Hoklonote'she (the shape-shifting spirit that reads the mind)
Choctaw · numen · Choctaw traditional religion; continuing · numen
Hoklonote'she is a malevolent Choctaw spirit distinguished by two powers: it can read what a person is thinking, and it can freely assume the form of any bird or animal, most often an owl. Because it could wear any shape, an encounter with a strange or bold animal might in fact be Hoklonote'she, and medicine men and women were consulted to determine whether a given creature was the spirit in disguise.
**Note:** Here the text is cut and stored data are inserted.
//! # Pitch-Class Model
//!
//! The 12 equal-tempered pitch classes and their two spellings.
//!
//! ## Naming Systems
//! Every pitch class has a display name in two systems:
//! - **Letter**: `C`, `C#(Db)`, `D`, ... `B`
//! - **Solfège** (fixed-do): `ド`, `ド#(レb)`, `レ`, ... `シ`
//!
//! Altered pitch classes carry both enharmonic spellings in one label.
//!
//! ## Natural Set
//! The 7 unaltered pitch classes (C D E F G A B) form the natural set. Each of
//! them also has a single-letter name used where a compact label is wanted
//! (e.g. the note-filter button).
//!
//! ## Arithmetic
//! Pitch-class arithmetic is always reduced modulo 12, so a `PitchClass` can
//! never hold a value outside `0..=11`.
//!
//! ## Related Modules
//! - `instrument` - Maps fretboard positions to pitch classes
//! - `filter` - Uses the natural set for the natural-only constraint
//! - `prompt` - Renders names for the learner

use serde::Serialize;
use std::fmt;
use std::str::FromStr;

use crate::error::QuizError;

/// Number of pitch classes in an octave
pub const PITCH_CLASS_COUNT: u8 = 12;

const LETTER_NAMES: [&str; 12] = [
    "C", "C#(Db)", "D", "D#(Eb)", "E", "F", "F#(Gb)", "G", "G#(Ab)", "A", "A#(Bb)", "B",
];

const SOLFEGE_NAMES: [&str; 12] = [
    "ド", "ド#(レb)", "レ", "レ#(ミb)", "ミ", "ファ", "ファ#(ソb)", "ソ", "ソ#(ラb)", "ラ", "ラ#(シb)", "シ",
];

/// Natural pitch classes paired with their single-letter names
const NATURALS: [(u8, &str); 7] = [
    (0, "C"),
    (2, "D"),
    (4, "E"),
    (5, "F"),
    (7, "G"),
    (9, "A"),
    (11, "B"),
];

/// Romanized fixed-do syllables, accepted when parsing
const ROMANIZED_SOLFEGE: [(&str, u8); 8] = [
    ("do", 0),
    ("re", 2),
    ("mi", 4),
    ("fa", 5),
    ("sol", 7),
    ("la", 9),
    ("si", 11),
    ("ti", 11),
];

/// One of the 12 semitone identities within an octave (0 = C).
#[derive(Debug, Clone, Copy, PartialEq, Eq, Hash, PartialOrd, Ord, Serialize)]
#[serde(transparent)]
pub struct PitchClass(u8);

impl PitchClass {
    pub const C: PitchClass = PitchClass(0);
    pub const D: PitchClass = PitchClass(2);
    pub const E: PitchClass = PitchClass(4);
    pub const F: PitchClass = PitchClass(5);
    pub const G: PitchClass = PitchClass(7);
    pub const A: PitchClass = PitchClass(9);
    pub const B: PitchClass = PitchClass(11);

    /// Strict constructor for values coming from outside the core.
    pub fn new(value: u8) -> Result<Self, QuizError> {
        if value < PITCH_CLASS_COUNT {
            Ok(Self(value))
        } else {
            Err(QuizError::InvalidConfiguration(format!(
                "pitch class {} is outside 0..=11",
                value
            )))
        }
    }

    /// Reduce any semitone count to its pitch class.
    pub fn wrapping(semitones: i32) -> Self {
        Self(semitones.rem_euclid(PITCH_CLASS_COUNT as i32) as u8)
    }

    pub fn index(self) -> u8 {
        self.0
    }

    /// Transpose up by `semitones`, reduced modulo 12.
    pub fn transpose(self, semitones: i32) -> Self {
        Self::wrapping(self.0 as i32 + semitones)
    }

    /// All 12 pitch classes in ascending order from C.
    pub fn all() -> impl Iterator<Item = PitchClass> {
        (0..PITCH_CLASS_COUNT).map(PitchClass)
    }

    /// The 7 natural pitch classes in ascending order from C.
    pub fn naturals() -> impl Iterator<Item = PitchClass> {
        NATURALS.iter().map(|&(pc, _)| PitchClass(pc))
    }

    pub fn is_natural(self) -> bool {
        NATURALS.iter().any(|&(pc, _)| pc == self.0)
    }

    /// Single-letter name, only defined for natural pitch classes.
    pub fn natural_letter(self) -> Option<&'static str> {
        NATURALS
            .iter()
            .find(|&&(pc, _)| pc == self.0)
            .map(|&(_, letter)| letter)
    }

    /// Display name in the given naming system (enharmonic pair for altered notes).
    pub fn name(self, system: NamingSystem) -> &'static str {
        match system {
            NamingSystem::Letter => LETTER_NAMES[self.0 as usize],
            NamingSystem::Solfege => SOLFEGE_NAMES[self.0 as usize],
        }
    }
}

impl fmt::Display for PitchClass {
    fn fmt(&self, f: &mut fmt::Formatter<'_>) -> fmt::Result {
        f.write_str(self.name(NamingSystem::Letter))
    }
}

impl TryFrom<u8> for PitchClass {
    type Error = QuizError;

    fn try_from(value: u8) -> Result<Self, Self::Error> {
        Self::new(value)
    }
}

impl FromStr for PitchClass {
    type Err = QuizError;

    /// Parse a note name in either system.
    ///
    /// Accepts full labels (`C#(Db)`, `ド#(レb)`), either half of an enharmonic
    /// pair (`Db`, `レb`), lowercase letters (`c#`), romanized syllables
    /// (`sol`, `ti`, `fa#`), kana with accidentals (`ミ#`, `ドb`) and bare
    /// indices (`0`..`11`).
    fn from_str(s: &str) -> Result<Self, Self::Err> {
        let trimmed = s.trim();
        let unknown = || QuizError::InvalidConfiguration(format!("Unknown note name: {}", s));

        if trimmed.is_empty() {
            return Err(unknown());
        }

        if let Ok(index) = trimmed.parse::<u8>() {
            return Self::new(index);
        }

        for pc in Self::all() {
            for system in [NamingSystem::Letter, NamingSystem::Solfege] {
                let label = pc.name(system);
                if label == trimmed || enharmonic_spellings(label).any(|part| part == trimmed) {
                    return Ok(pc);
                }
            }
        }

        parse_spelled(trimmed).ok_or_else(unknown)
    }
}

/// Split `X#(Yb)` into `X#` and `Yb`; natural labels yield nothing.
fn enharmonic_spellings(label: &str) -> impl Iterator<Item = &str> {
    label
        .split_once('(')
        .map(|(sharp, flat)| [sharp, flat.trim_end_matches(')')])
        .into_iter()
        .flatten()
}

/// Letter, romanized solfège or kana stem, with trailing `#`/`b` accidentals.
fn parse_spelled(s: &str) -> Option<PitchClass> {
    let lower = s.to_ascii_lowercase();
    let stem = lower.trim_end_matches(['#', 'b']);
    // "b" alone is the note B, not a flat with an empty stem
    let (stem, accidentals) = if stem.is_empty() {
        (&lower[..1], &lower[1..])
    } else {
        (stem, &lower[stem.len()..])
    };

    let base = match stem {
        "c" => 0,
        "d" => 2,
        "e" => 4,
        "f" => 5,
        "g" => 7,
        "a" => 9,
        "b" => 11,
        _ => ROMANIZED_SOLFEGE
            .iter()
            .find(|&&(syllable, _)| syllable == stem)
            .map(|&(_, pc)| pc)
            .or_else(|| {
                SOLFEGE_NAMES
                    .iter()
                    .position(|&name| name == stem && !name.contains('('))
                    .map(|index| index as u8)
            })?,
    };

    let offset: i32 = accidentals
        .chars()
        .map(|c| if c == '#' { 1 } else { -1 })
        .sum();
    Some(PitchClass::wrapping(base as i32 + offset))
}

/// Which name representation labels notes for the learner.
#[derive(Debug, Clone, Copy, PartialEq, Eq, Default, Serialize)]
#[serde(rename_all = "lowercase")]
pub enum NamingSystem {
    #[default]
    Letter,
    Solfege,
}

impl NamingSystem {
    pub fn from_str(s: &str) -> Option<Self> {
        match s.trim().to_ascii_lowercase().as_str() {
            "letter" | "english" => Some(NamingSystem::Letter),
            "solfege" | "solfège" => Some(NamingSystem::Solfege),
            _ => None,
        }
    }

    /// The other naming system.
    pub fn other(self) -> Self {
        match self {
            NamingSystem::Letter => NamingSystem::Solfege,
            NamingSystem::Solfege => NamingSystem::Letter,
        }
    }
}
Its ability to know the mind made it especially dangerous, since it could anticipate and thwart a person's intentions, and it belongs to the broad Choctaw category of deceptive, thought-knowing woodland spirits.
Domains
shape shifting and illusion
Powers
to read the thoughts of a person
to take on the form of any bird or animal at will
Sources
John R. Swanton, Source Material for the Social and Ceremonial Life of the Choctaw Indians, Bureau of American Ethnology Bulletin 103, Smithsonian Institution, Washington, D.C., 1931.
David I. Bushnell Jr., The Choctaw of Bayou Lacomb, St. Tammany Parish, Louisiana, Bureau of American Ethnology Bulletin 48, Smithsonian Institution, 1909.